Mentre mi avviavo verso l’uscita
ripensai a quello che mi disse
qualche tempo prima
e
per una forma di estensione spirituale
la mia sinapsi mentale
andò al Sermone della Montagna di Gesù.
E più precisamente dal versetto 3 all’11mo del Vangelo di Matteo:

3 “Felici quelli che si rendono conto del loro bisogno spirituale, poiché a loro appartiene il regno dei cieli.
4 “Felici quelli che fanno cordoglio, poiché saranno confortati.
5 “Felici quelli che sono d’indole mite, poiché erediteranno la terra.
6 “Felici quelli che hanno fame e sete di giustizia, poiché saranno saziati.
7 “Felici i misericordiosi, poiché sarà loro mostrata misericordia.
8 “Felici i puri di cuore, poiché vedranno Dio.
9 “Felici i pacifici, poiché saranno chiamati ‘figli di Dio’.
10 “Felici quelli che sono stati perseguitati a causa della giustizia, poiché a loro appartiene il regno dei cieli.
11 “Felici voi, quando vi biasimeranno e vi perseguiteranno e mentendo diranno contro di voi ogni sorta di cose malvage per causa mia.
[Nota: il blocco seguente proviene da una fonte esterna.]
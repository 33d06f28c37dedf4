//! 测试辅助：模拟主臂与后台服务

#![allow(dead_code)]

use gello_driver::mock::{SimHandle, SimulatedConnector};
use gello_driver::{CalibrationRecord, CalibrationStore, CalibrationStoreConfig, GripperConfig};
use gello_relay::{Agent, CommandServer, ServerConfig, ServerError, StopHandle};
use std::net::SocketAddr;
use std::thread::{self, JoinHandle};
use std::time::Duration;
use tempfile::TempDir;

/// 六关节主臂的关节符号
pub const JOINT_SIGNS: [i8; 6] = [1, 1, -1, 1, 1, 1];

/// 六关节 + 夹爪（ID 7，张开 200°，闭合 158°）的标定
pub fn six_dof_record() -> CalibrationRecord {
    CalibrationRecord::new(
        vec![1, 2, 3, 4, 5, 6],
        vec![0.0; 6],
        JOINT_SIGNS.to_vec(),
        GripperConfig::new(7, 200.0, 158.0),
    )
    .unwrap()
}

/// 原始读数：六个关节角 + 夹爪角度（度）
pub fn raw_pose(joints: [f64; 6], gripper_degrees: f64) -> Vec<f64> {
    let mut pose = joints.to_vec();
    pose.push(gripper_degrees.to_radians());
    pose
}

/// 标定偏置为 0 时原始读数对应的关节角
pub fn expected_joints(joints: [f64; 6]) -> Vec<f64> {
    joints
        .iter()
        .zip(JOINT_SIGNS)
        .map(|(q, sign)| q * f64::from(sign))
        .collect()
}

pub fn test_config() -> ServerConfig {
    ServerConfig {
        port: 0,
        poll_interval: Duration::from_millis(100),
        frame_timeout: Duration::from_secs(2),
        ..ServerConfig::default()
    }
}

pub fn sim_agent(connector: &SimulatedConnector, identifier: &str) -> Agent {
    let dir = TempDir::new().unwrap();
    let store = CalibrationStore::new(CalibrationStoreConfig::new(dir.path()));
    Agent::connect(identifier, Some(six_dof_record()), &store, connector, None).unwrap()
}

/// 在后台线程运行的服务
pub struct RunningServer {
    pub addr: SocketAddr,
    pub stop: StopHandle,
    pub sim: SimHandle,
    pub thread: JoinHandle<Result<(), ServerError>>,
}

impl RunningServer {
    pub fn start(config: ServerConfig, pose: Vec<f64>, noise: f64) -> Self {
        let connector = SimulatedConnector::new()
            .with_pose("sim-leader", pose)
            .with_noise(noise);
        let agent = sim_agent(&connector, "sim-leader");
        let sim = connector.handle("sim-leader").unwrap();

        let mut server = CommandServer::new(config, agent);
        let addr = server.bind().unwrap();
        let stop = server.stop_handle();
        let thread = thread::spawn(move || server.serve());

        Self {
            addr,
            stop,
            sim,
            thread,
        }
    }

    /// 停止并等待服务线程结束
    pub fn shutdown(self) -> Result<(), ServerError> {
        self.stop.stop();
        self.thread.join().unwrap()
    }
}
Con un sorriso uscii dal cimitero,
chiusi il cancello
e attesi qualche minuto.
Quando compresi che nessuno
era rimasto all’interno
mi voltai e mi avviai verso casa.

Sono un custode di morti.
Il portinaio di un cimitero.

Una sorta di personaggio intoccabile e detestabile.

Ma conosco la Bibbia troppo bene per non sapere
che il mio cuore
e la mia fede
sono nel giusto.

Alvaro.

Turno di notte.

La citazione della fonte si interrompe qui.